高脂血癥多由原發性因素引起,即遺傳與飲食環境因素,少數繼發于其它血液、內分泌、代謝類疾病。研究表明,該病發生與遺傳、環境及飲食生活等因素關系密切。
1.1 飲食與環境
胡建人等[5]對同一年齡組兩個食堂的集體就餐職工進行調查,結果發現不同飲食結構人群的脂肪肝及高脂血癥發病率差異明顯,長期進食深海魚類人群的脂肪肝、高脂血癥發病率明顯低于普通飲食人群。
1.2 遺傳因素
目前脂質代謝異常所涉及的基因研究主要包括:低密度脂蛋白受體基因、載脂蛋白 B-100基因、載脂蛋白E基因、ATP結合盒式轉運子基因、載脂蛋白AI基因、脂蛋白脂酶基因、脂聯素基因等。Kastelein等[6]對家族性高膽固醇血癥進行研究,結果表明該病是由LDL-R基因突變導致的單基因遺傳性疾病,以血漿膽固醇明顯升高為主要特征。基因研究[7-8]結果表明,APOB-100基因具有豐富的多態性,與脂類代謝和血脂水平關系密切。
1.3 酶學研究
目前脂質代謝異常的酶學方面研究主要有:脂肪甘油三酯脂酶(ATGL)、脂蛋白酯酶(LPL)、肝酯酶(HL)、低密度脂蛋白受體(LDLR)、羥甲基戊二酸單酰CoA還原酶、膽固醇7-羥化酶(CYP7A1)、卵磷脂膽固醇脂酰轉移酶(LCAT)等。

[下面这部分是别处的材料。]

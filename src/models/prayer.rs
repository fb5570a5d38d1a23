use chrono::{NaiveTime, Timelike};
use serde::{Deserialize, Serialize};
use std::str::FromStr;

use crate::error::ScheduleError;

/// Number of slots in every daily schedule.
pub const SLOTS_PER_DAY: usize = 6;

#[derive(Debug, Clone, Copy, PartialEq, Eq, Hash, PartialOrd, Ord, Serialize, Deserialize)]
#[serde(rename_all = "lowercase")]
pub enum PrayerName {
    Fajr,
    Sunrise,
    Dhuhr,
    Asr,
    Maghrib,
    Isha,
}

impl PrayerName {
    /// Canonical order within a day.
    pub const ALL: [PrayerName; SLOTS_PER_DAY] = [
        PrayerName::Fajr,
        PrayerName::Sunrise,
        PrayerName::Dhuhr,
        PrayerName::Asr,
        PrayerName::Maghrib,
        PrayerName::Isha,
    ];

    pub fn index(self) -> usize {
        match self {
            PrayerName::Fajr => 0,
            PrayerName::Sunrise => 1,
            PrayerName::Dhuhr => 2,
            PrayerName::Asr => 3,
            PrayerName::Maghrib => 4,
            PrayerName::Isha => 5,
        }
    }

    pub fn display_name(&self) -> &'static str {
        match self {
            PrayerName::Fajr => "Fajr",
            PrayerName::Sunrise => "Sunrise",
            PrayerName::Dhuhr => "Dhuhr",
            PrayerName::Asr => "Asr",
            PrayerName::Maghrib => "Maghrib",
            PrayerName::Isha => "Isha",
        }
    }

    pub fn arabic_name(&self) -> &'static str {
        match self {
            PrayerName::Fajr => "الفجر",
            PrayerName::Sunrise => "الشروق",
            PrayerName::Dhuhr => "الظهر",
            PrayerName::Asr => "العصر",
            PrayerName::Maghrib => "المغرب",
            PrayerName::Isha => "العشاء",
        }
    }
}

impl std::fmt::Display for PrayerName {
    fn fmt(&self, f: &mut std::fmt::Formatter<'_>) -> std::fmt::Result {
        write!(f, "{}", self.display_name())
    }
}

impl FromStr for PrayerName {
    type Err = ScheduleError;

    fn from_str(s: &str) -> Result<Self, Self::Err> {
        match s.trim().to_lowercase().as_str() {
            "fajr" => Ok(PrayerName::Fajr),
            "sunrise" | "shuruq" => Ok(PrayerName::Sunrise),
            "dhuhr" | "zuhr" | "dhuhur" => Ok(PrayerName::Dhuhr),
            "asr" => Ok(PrayerName::Asr),
            "maghrib" => Ok(PrayerName::Maghrib),
            "isha" => Ok(PrayerName::Isha),
            _ => Err(ScheduleError::invalid(format!("unknown prayer name '{}'", s))),
        }
    }
}

/// One named time-of-day for a calendar day. Seconds are always zero.
#[derive(Debug, Clone, Copy, PartialEq, Eq, Serialize, Deserialize)]
pub struct PrayerSlot {
    pub name: PrayerName,
    pub time: NaiveTime,
}

impl PrayerSlot {
    pub fn new(name: PrayerName, time: NaiveTime) -> Self {
        let time = NaiveTime::from_hms_opt(time.hour(), time.minute(), 0).unwrap_or(time);
        Self { name, time }
    }

    /// Parse a provider pair such as `("Maghrib", "17:32")`.
    pub fn parse(name: &str, time: &str) -> Result<Self, ScheduleError> {
        let name = PrayerName::from_str(name)?;
        let time = NaiveTime::parse_from_str(time.trim(), "%H:%M").map_err(|e| {
            ScheduleError::invalid(format!("bad time '{}' for {}: {}", time, name, e))
        })?;
        Ok(Self::new(name, time))
    }

    pub fn minutes_since_midnight(&self) -> u32 {
        self.time.hour() * 60 + self.time.minute()
    }
}

/// Check the six-slot invariants: count, canonical names, strictly increasing times.
pub fn validate_slots(slots: &[PrayerSlot]) -> Result<(), ScheduleError> {
    if slots.len() != SLOTS_PER_DAY {
        return Err(ScheduleError::invalid(format!(
            "expected {} slots, got {}",
            SLOTS_PER_DAY,
            slots.len()
        )));
    }
    for (slot, expected) in slots.iter().zip(PrayerName::ALL) {
        if slot.name != expected {
            return Err(ScheduleError::invalid(format!(
                "slot {} is {}, expected {}",
                expected.index(),
                slot.name,
                expected
            )));
        }
    }
    for pair in slots.windows(2) {
        if pair[0].time >= pair[1].time {
            return Err(ScheduleError::invalid(format!(
                "{} ({}) is not before {} ({})",
                pair[0].name,
                pair[0].time.format("%H:%M"),
                pair[1].name,
                pair[1].time.format("%H:%M")
            )));
        }
    }
    Ok(())
}

/// A validated day of prayer slots.
#[derive(Debug, Clone, PartialEq, Eq, Serialize, Deserialize)]
pub struct DailySchedule {
    slots: [PrayerSlot; SLOTS_PER_DAY],
}

impl DailySchedule {
    pub fn new(slots: Vec<PrayerSlot>) -> Result<Self, ScheduleError> {
        validate_slots(&slots)?;
        let slots: [PrayerSlot; SLOTS_PER_DAY] = slots
            .try_into()
            .map_err(|_| ScheduleError::invalid("slot count changed during validation"))?;
        Ok(Self { slots })
    }

    /// Build from `(name, "HH:MM")` pairs as delivered by a provider or cache.
    pub fn from_provider<N, T>(entries: &[(N, T)]) -> Result<Self, ScheduleError>
    where
        N: AsRef<str>,
        T: AsRef<str>,
    {
        let slots = entries
            .iter()
            .map(|(name, time)| PrayerSlot::parse(name.as_ref(), time.as_ref()))
            .collect::<Result<Vec<_>, _>>()?;
        Self::new(slots)
    }

    pub fn slots(&self) -> &[PrayerSlot] {
        &self.slots
    }

    pub fn slot(&self, name: PrayerName) -> &PrayerSlot {
        &self.slots[name.index()]
    }

    pub fn time_of(&self, name: PrayerName) -> NaiveTime {
        self.slot(name).time
    }
}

脂肪甘油三酯脂酶(ATGL)為脂肪組織參與脂肪分解酶類。Haemmerle等[9]研究指出ATGL作為甘油三酯水解限速酶,可有效動員脂肪組織脂肪,臨床作用明顯。Ryden等[10]指出ATGL主要作用為調控基礎狀態的甘油三酯分解,該結論與Langi等[11]研究結果一致。Schwei等[12]觀察小鼠白色脂肪組織ATGL和HSL兩種酶活性,研究發現:ATGL為甘油三酯催化的第一步水解重要脂肪酶;LPL為參與脂質代謝的重要關鍵酶,可水解血液中富含甘油三酯的脂蛋白,生成脂肪酸、甘油,為組織氧化分解提供能量,并維持血脂穩定[13]。同時HL在脂蛋白和磷脂代謝起著重要作用,將膽固醇由周圍組織調節轉移至肝臟,避免肝外組織的膽固醇積累過量,因此HL的缺乏極可能造成甘油三酯與血漿膽固醇升高[14]。臨床研究[15]證明,血液中70%的膽固醇由LDL、VLDL攜帶,而90%的LDL主要通過LDLR途徑清除。目前,他汀類藥物(HMGCoA,還原酶抑制劑)為臨床最廣泛的降血脂藥物,可通過競爭性抑制方式達到降低HMGCoA還原酶活性的目的,進而降低血清膽固醇水平[16-17],也可通過上調肝細胞表面LD受體的表達,達到降血脂的目的[18]。膽固醇體內代謝的主要去路為轉化成膽汁酸,可維持膽固醇代謝平衡,50%的膽固醇由肝臟細胞通過經典途徑(由CYP7A1(膽固醇7-羥化酶)啟動,并作為限速酶)合成為初級膽汁酸。現代中成藥藥理學[19]顯示,多數中成藥由增加CYP7A1基因轉錄與蛋白表達以促進體內膽固醇轉化為膽汁酸,最終降低血脂水平。Lee等[20]實驗研究結果表明,LCAT在磷脂代謝中有著重要作用。
1.4 中醫病機
《傅宗翰醫術集錦》記載高脂血癥發病中醫病機包括:肝和脾升,膽和胃降,蓋膽為中精之府,能凈脂化濁;肝乃藏血之臟,職司疏泄;若肝膽失疏,則脾胃升降失常,運化停滯,清濁難分;膽郁不暢,則清凈無能,脂濁難化。該理論與西醫學關于人體脂質代謝主要在肝臟完成的理論相吻合。該病中醫病機研究結論主要為:痰濁淤血為高脂血癥發病之標,臟腑功能失調為高脂血癥發病最根本原因,包括脾失健運、肝失疏泄、腎精虧虛等;飲食不節為高脂血癥發病的直接因素[21-24]。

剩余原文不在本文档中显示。